In [1]:
%load_ext autoreload
%autoreload 2

In [12]:
%qtconsole

In [2]:
import numpy as np
import pandas as pd
import os
import collections
import math 
from sklearn import preprocessing
from IPython.display import display, HTML
#from experiments.models import Analysis
#from compound.models import Pathway, CompoundPathway, Compound
#from data.models import Peak, Dataset, PeakDTSample, PeakQCSample
#from fileupload.models import Sample
from collections import defaultdict
#from experiments.pipelines.pipeline_rpy2 import Rpy2PipelineMetadata
#from experiments.pipelines.helpers import convert_to_dataframe

### Construct a severeal pathways with 2 fold changes in the data (noise with std of 5 added)

In [3]:
sample_fnames = [u'Control_4.mzXML', u'Control_3.mzXML', u'Control_2.mzXML', 
           u'Control_1.mzXML', u'2_fold_1.mzXML', u'2_fold_2.mzXML', u'2_fold_3.mzXML', u'2_fold_4.mzXML']
data_names ={"two":2, "four":4, "six":6, "ten":10, "twenty":20, "forty":40, "eighty":80}

### Set up a DF calcutating the T-test scores and the number of metabolites

In [4]:
from scipy.stats import ttest_ind
condition_1 = [u'Control_4.mzXML', u'Control_3.mzXML', u'Control_2.mzXML', u'Control_1.mzXML']
condition_2 = [u'2_fold_1.mzXML', u'2_fold_2.mzXML', u'2_fold_3.mzXML', u'2_fold_4.mzXML']

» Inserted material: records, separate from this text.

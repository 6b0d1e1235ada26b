//! Redis-backed state adapter.
//!
//! The production backend: a Redis set for subscriptions, `SET NX PX`
//! string keys for locks, and JSON-encoded string keys for the cache.
//! Fencing is implemented by two Lua scripts that atomically compare the
//! stored token before deleting (release) or re-arming the TTL (extend);
//! a mismatched token is a no-op.
//!
//! Key layout under the configurable prefix (default `chat-sdk`):
//!
//! ```text
//! <prefix>:subscriptions          set of thread ids
//! <prefix>:lock:<threadId>        string, value = fencing token, PX = ttl
//! <prefix>:cache:<key>            string, JSON value, optional PX
//! ```

use std::time::{Duration, Instant};

use async_stream::try_stream;
use async_trait::async_trait;
use redis::aio::MultiplexedConnection;
use tokio::sync::Mutex;

use super::{Lock, StateAdapter, StateError, SubscriptionStream, new_lock_token};
use crate::thread_id::ThreadId;

pub const DEFAULT_KEY_PREFIX: &str = "chat-sdk";

/// How many members SSCAN pulls per round trip.
const SCAN_COUNT: usize = 100;

/// Delete the lock key only while it still holds our token.
const RELEASE_SCRIPT: &str = r#"
if redis.call("GET", KEYS[1]) == ARGV[1] then
    return redis.call("DEL", KEYS[1])
else
    return 0
end
"#;

/// Re-arm the lock TTL only while the key still holds our token. An
/// expired lock has no key, so extension of it returns 0.
const EXTEND_SCRIPT: &str = r#"
if redis.call("GET", KEYS[1]) == ARGV[1] then
    return redis.call("PEXPIRE", KEYS[1], ARGV[2])
else
    return 0
end
"#;

/// Distributed state adapter over a shared Redis instance.
pub struct RedisStateAdapter {
    client: redis::Client,
    conn: Mutex<Option<MultiplexedConnection>>,
    prefix: String,
}

impl RedisStateAdapter {
    /// Create an adapter for `url` with the default key prefix.
    pub fn new(url: &str) -> Result<Self, StateError> {
        Self::with_prefix(url, DEFAULT_KEY_PREFIX)
    }

    pub fn with_prefix(url: &str, prefix: &str) -> Result<Self, StateError> {
        let client = redis::Client::open(url)
            .map_err(|e| StateError::Backend(format!("invalid redis url: {e}")))?;
        Ok(Self {
            client,
            conn: Mutex::new(None),
            prefix: prefix.to_string(),
        })
    }

    fn subscriptions_key(&self) -> String {
        format!("{}:subscriptions", self.prefix)
    }

    fn lock_key(&self, thread: &ThreadId) -> String {
        format!("{}:lock:{}", self.prefix, thread)
    }

    fn cache_key(&self, key: &str) -> String {
        format!("{}:cache:{key}", self.prefix)
    }

    async fn connection(&self) -> Result<MultiplexedConnection, StateError> {
        match &*self.conn.lock().await {
            Some(conn) => Ok(conn.clone()),
            None => Err(StateError::NotConnected),
        }
    }
}

fn backend(e: redis::RedisError) -> StateError {
    StateError::Backend(e.to_string())
}

/// Cached values are stored as JSON; values written by other tooling may
/// be plain strings, so decoding falls back to the raw string.
fn decode_cache_value(raw: String) -> serde_json::Value {
    serde_json::from_str(&raw).unwrap_or(serde_json::Value::String(raw))
}

fn ttl_millis(ttl: Duration) -> u64 {
    (ttl.as_millis() as u64).max(1)
}

#[async_trait]
impl StateAdapter for RedisStateAdapter {
    async fn connect(&self) -> Result<(), StateError> {
        // The guard is held across the handshake: concurrent callers queue
        // behind it and find the connection already established.
        let mut guard = self.conn.lock().await;
        if guard.is_some() {
            return Ok(());
        }
        let conn = self
            .client
            .get_multiplexed_async_connection()
            .await
            .map_err(backend)?;
        *guard = Some(conn);
        Ok(())
    }

    async fn disconnect(&self) -> Result<(), StateError> {
        let mut guard = self.conn.lock().await;
        if let Some(mut conn) = guard.take() {
            let quit: Result<(), _> = redis::cmd("QUIT").query_async(&mut conn).await;
            if let Err(e) = quit {
                log::debug!("redis QUIT failed during disconnect: {e}");
            }
        }
        Ok(())
    }

    async fn subscribe(&self, thread: &ThreadId) -> Result<(), StateError> {
        let mut conn = self.connection().await?;
        let _: i64 = redis::cmd("SADD")
            .arg(self.subscriptions_key())
            .arg(thread.as_str())
            .query_async(&mut conn)
            .await
            .map_err(backend)?;
        Ok(())
    }

    async fn unsubscribe(&self, thread: &ThreadId) -> Result<(), StateError> {
        let mut conn = self.connection().await?;
        let _: i64 = redis::cmd("SREM")
            .arg(self.subscriptions_key())
            .arg(thread.as_str())
            .query_async(&mut conn)
            .await
            .map_err(backend)?;
        Ok(())
    }

    async fn is_subscribed(&self, thread: &ThreadId) -> Result<bool, StateError> {
        let mut conn = self.connection().await?;
        redis::cmd("SISMEMBER")
            .arg(self.subscriptions_key())
            .arg(thread.as_str())
            .query_async(&mut conn)
            .await
            .map_err(backend)
    }

    async fn list_subscriptions(
        &self,
        adapter: Option<&str>,
    ) -> Result<SubscriptionStream, StateError> {
        let mut conn = self.connection().await?;
        let key = self.subscriptions_key();
        let prefix = adapter.map(|a| format!("{a}:"));

        Ok(Box::pin(try_stream! {
            let mut cursor: u64 = 0;
            loop {
                let (next, batch): (u64, Vec<String>) = redis::cmd("SSCAN")
                    .arg(&key)
                    .arg(cursor)
                    .arg("COUNT")
                    .arg(SCAN_COUNT)
                    .query_async(&mut conn)
                    .await
                    .map_err(backend)?;
                for raw in batch {
                    if prefix.as_ref().is_some_and(|p| !raw.starts_with(p.as_str())) {
                        continue;
                    }
                    match ThreadId::parse(&raw) {
                        Ok(thread) => yield thread,
                        Err(e) => log::warn!("skipping malformed subscription '{raw}': {e}"),
                    }
                }
                if next == 0 {
                    break;
                }
                cursor = next;
            }
        }))
    }

    async fn acquire_lock(
        &self,
        thread: &ThreadId,
        ttl: Duration,
    ) -> Result<Option<Lock>, StateError> {
        let mut conn = self.connection().await?;
        let token = new_lock_token();
        let acquired_at = Instant::now();
        let reply: Option<String> = redis::cmd("SET")
            .arg(self.lock_key(thread))
            .arg(&token)
            .arg("NX")
            .arg("PX")
            .arg(ttl_millis(ttl))
            .query_async(&mut conn)
            .await
            .map_err(backend)?;
        Ok(reply.map(|_| Lock {
            thread_id: thread.clone(),
            token,
            expires_at: acquired_at + ttl,
        }))
    }

    async fn release_lock(&self, lock: &Lock) -> Result<(), StateError> {
        let mut conn = self.connection().await?;
        let _: i64 = redis::Script::new(RELEASE_SCRIPT)
            .key(self.lock_key(&lock.thread_id))
            .arg(&lock.token)
            .invoke_async(&mut conn)
            .await
            .map_err(backend)?;
        Ok(())
    }

    async fn extend_lock(&self, lock: &Lock, ttl: Duration) -> Result<bool, StateError> {
        let mut conn = self.connection().await?;
        let extended: i64 = redis::Script::new(EXTEND_SCRIPT)
            .key(self.lock_key(&lock.thread_id))
            .arg(&lock.token)
            .arg(ttl_millis(ttl))
            .invoke_async(&mut conn)
            .await
            .map_err(backend)?;
        Ok(extended == 1)
    }

    async fn cache_get(&self, key: &str) -> Result<Option<serde_json::Value>, StateError> {
        let mut conn = self.connection().await?;
        let raw: Option<String> = redis::cmd("GET")
            .arg(self.cache_key(key))
            .query_async(&mut conn)
            .await
            .map_err(backend)?;
        Ok(raw.map(decode_cache_value))
    }

    async fn cache_set(
        &self,
        key: &str,
        value: serde_json::Value,
        ttl: Option<Duration>,
    ) -> Result<(), StateError> {
        let mut conn = self.connection().await?;
        let encoded = serde_json::to_string(&value)
            .map_err(|e| StateError::Backend(format!("unencodable cache value: {e}")))?;
        let mut cmd = redis::cmd("SET");
        cmd.arg(self.cache_key(key)).arg(encoded);
        if let Some(ttl) = ttl {
            cmd.arg("PX").arg(ttl_millis(ttl));
        }
        let _: () = cmd.query_async(&mut conn).await.map_err(backend)?;
        Ok(())
    }

    async fn cache_delete(&self, key: &str) -> Result<(), StateError> {
        let mut conn = self.connection().await?;
        let _: i64 = redis::cmd("DEL")
            .arg(self.cache_key(key))
            .query_async(&mut conn)
            .await
            .map_err(backend)?;
        Ok(())
    }
}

### A method to add a percentage of random peaks to a peak intensity df

In [5]:
def add_random_peaks(int_df, percent):

    #For each of the pathways add random peaks
    rand_peak_list = []   
    for name in data_names:

        df_path = int_df.loc[name]
        num_peaks = math.ceil((df_path.shape[0])*(percent/100.0))

        num_samples = df_path.shape[1]
        
        #Generate random peaks for that pathway
        
        for p in range(int(num_peaks)):
            rand_peaks = []
            data = np.random.normal(0, 5, num_samples)
            rand_peaks.append(name)
            rand_peaks.extend(list(data))
            rand_peak_list.append(rand_peaks)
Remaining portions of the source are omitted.